§ **WHAT YOU HAVE TO DO**: Of the lines listed below, return exactly those that run from the line containing "Where the log" through the line containing "self.flush_sync()", both included.

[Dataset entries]
------------------------

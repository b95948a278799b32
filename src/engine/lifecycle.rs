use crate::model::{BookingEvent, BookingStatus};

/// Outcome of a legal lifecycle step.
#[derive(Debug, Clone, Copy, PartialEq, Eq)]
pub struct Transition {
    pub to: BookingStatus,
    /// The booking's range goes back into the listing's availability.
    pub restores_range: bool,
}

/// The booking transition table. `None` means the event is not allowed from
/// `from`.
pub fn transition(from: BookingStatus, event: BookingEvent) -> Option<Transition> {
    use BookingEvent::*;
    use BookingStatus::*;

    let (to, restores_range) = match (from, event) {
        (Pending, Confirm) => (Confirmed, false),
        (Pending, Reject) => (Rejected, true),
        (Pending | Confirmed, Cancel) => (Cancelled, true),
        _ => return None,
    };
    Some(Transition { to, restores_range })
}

------------------------

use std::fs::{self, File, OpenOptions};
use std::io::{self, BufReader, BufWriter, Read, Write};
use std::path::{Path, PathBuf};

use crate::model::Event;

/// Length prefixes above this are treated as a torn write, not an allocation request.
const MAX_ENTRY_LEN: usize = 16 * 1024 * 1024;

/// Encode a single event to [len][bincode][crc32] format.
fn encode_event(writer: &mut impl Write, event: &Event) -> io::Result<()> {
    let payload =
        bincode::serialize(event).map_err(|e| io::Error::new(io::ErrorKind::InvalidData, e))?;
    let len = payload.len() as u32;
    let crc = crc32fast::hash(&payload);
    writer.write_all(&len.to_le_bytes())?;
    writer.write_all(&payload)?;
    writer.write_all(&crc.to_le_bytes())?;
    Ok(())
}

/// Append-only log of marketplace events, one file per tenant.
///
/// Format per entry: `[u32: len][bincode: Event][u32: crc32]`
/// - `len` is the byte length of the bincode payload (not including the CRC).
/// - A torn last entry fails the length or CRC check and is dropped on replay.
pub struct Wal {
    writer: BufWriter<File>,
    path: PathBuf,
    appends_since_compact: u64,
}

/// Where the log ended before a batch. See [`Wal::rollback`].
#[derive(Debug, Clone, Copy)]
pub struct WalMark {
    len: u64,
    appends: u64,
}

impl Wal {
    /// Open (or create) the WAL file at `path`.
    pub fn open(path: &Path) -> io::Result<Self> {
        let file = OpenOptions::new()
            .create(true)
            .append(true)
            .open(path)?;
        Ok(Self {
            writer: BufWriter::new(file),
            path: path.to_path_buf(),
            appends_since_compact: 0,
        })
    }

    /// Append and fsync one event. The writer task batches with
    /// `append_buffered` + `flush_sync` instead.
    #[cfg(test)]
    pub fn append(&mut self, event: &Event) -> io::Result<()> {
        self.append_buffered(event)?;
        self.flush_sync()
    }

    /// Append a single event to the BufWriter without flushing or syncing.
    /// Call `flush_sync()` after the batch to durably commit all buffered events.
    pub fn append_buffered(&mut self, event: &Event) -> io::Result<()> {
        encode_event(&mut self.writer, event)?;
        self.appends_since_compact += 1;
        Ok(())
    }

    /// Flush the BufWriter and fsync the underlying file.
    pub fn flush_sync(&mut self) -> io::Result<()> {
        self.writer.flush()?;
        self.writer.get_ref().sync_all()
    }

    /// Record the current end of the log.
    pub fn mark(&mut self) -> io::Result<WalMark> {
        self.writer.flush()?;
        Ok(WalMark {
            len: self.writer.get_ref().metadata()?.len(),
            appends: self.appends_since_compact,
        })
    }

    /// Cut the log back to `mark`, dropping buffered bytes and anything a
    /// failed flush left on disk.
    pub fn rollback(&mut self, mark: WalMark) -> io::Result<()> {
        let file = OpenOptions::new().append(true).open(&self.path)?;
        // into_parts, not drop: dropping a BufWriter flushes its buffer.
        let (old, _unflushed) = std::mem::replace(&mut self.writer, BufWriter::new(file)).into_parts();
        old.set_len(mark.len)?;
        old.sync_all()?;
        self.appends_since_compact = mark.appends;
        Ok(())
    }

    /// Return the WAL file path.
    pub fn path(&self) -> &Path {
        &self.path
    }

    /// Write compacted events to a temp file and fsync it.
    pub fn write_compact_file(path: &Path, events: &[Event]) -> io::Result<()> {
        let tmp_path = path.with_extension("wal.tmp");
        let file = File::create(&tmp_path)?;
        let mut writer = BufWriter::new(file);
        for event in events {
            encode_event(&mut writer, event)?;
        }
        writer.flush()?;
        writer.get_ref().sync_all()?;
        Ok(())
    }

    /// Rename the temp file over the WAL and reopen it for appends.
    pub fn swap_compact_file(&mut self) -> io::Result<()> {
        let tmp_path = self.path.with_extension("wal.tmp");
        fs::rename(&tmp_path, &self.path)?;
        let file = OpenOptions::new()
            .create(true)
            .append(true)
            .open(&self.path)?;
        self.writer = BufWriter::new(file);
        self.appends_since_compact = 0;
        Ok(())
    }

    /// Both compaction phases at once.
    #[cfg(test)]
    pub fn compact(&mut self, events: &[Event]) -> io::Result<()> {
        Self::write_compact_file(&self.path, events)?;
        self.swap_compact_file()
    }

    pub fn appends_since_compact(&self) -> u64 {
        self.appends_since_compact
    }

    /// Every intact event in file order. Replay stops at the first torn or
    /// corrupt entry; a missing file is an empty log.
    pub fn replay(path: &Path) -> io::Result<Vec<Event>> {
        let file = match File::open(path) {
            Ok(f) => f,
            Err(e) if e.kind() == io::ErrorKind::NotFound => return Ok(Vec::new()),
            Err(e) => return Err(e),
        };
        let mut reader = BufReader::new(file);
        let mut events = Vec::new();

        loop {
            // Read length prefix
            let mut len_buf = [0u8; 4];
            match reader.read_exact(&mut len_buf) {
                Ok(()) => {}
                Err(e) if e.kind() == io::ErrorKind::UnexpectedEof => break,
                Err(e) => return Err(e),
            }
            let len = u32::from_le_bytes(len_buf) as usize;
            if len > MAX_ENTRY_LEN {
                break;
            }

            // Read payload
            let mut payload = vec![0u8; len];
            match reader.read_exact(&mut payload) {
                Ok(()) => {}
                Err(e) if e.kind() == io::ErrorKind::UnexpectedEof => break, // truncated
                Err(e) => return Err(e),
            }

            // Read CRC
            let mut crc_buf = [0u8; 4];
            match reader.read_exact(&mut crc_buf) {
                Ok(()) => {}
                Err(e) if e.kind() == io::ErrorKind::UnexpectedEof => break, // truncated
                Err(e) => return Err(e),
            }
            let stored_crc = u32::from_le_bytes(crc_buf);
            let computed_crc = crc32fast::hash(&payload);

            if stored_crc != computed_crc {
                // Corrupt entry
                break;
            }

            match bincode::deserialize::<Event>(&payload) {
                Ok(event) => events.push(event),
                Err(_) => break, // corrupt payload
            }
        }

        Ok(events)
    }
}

------------------------

§ **RESULT**:
/// Where the log ended before a batch. See [`Wal::rollback`].
#[derive(Debug, Clone, Copy)]
pub struct WalMark {
    len: u64,
    appends: u64,
}

impl Wal {
    /// Open (or create) the WAL file at `path`.
    pub fn open(path: &Path) -> io::Result<Self> {
        let file = OpenOptions::new()
            .create(true)
            .append(true)
            .open(path)?;
        Ok(Self {
            writer: BufWriter::new(file),
            path: path.to_path_buf(),
            appends_since_compact: 0,
        })
    }

    /// Append and fsync one event. The writer task batches with
    /// `append_buffered` + `flush_sync` instead.
    #[cfg(test)]
    pub fn append(&mut self, event: &Event) -> io::Result<()> {
        self.append_buffered(event)?;
        self.flush_sync()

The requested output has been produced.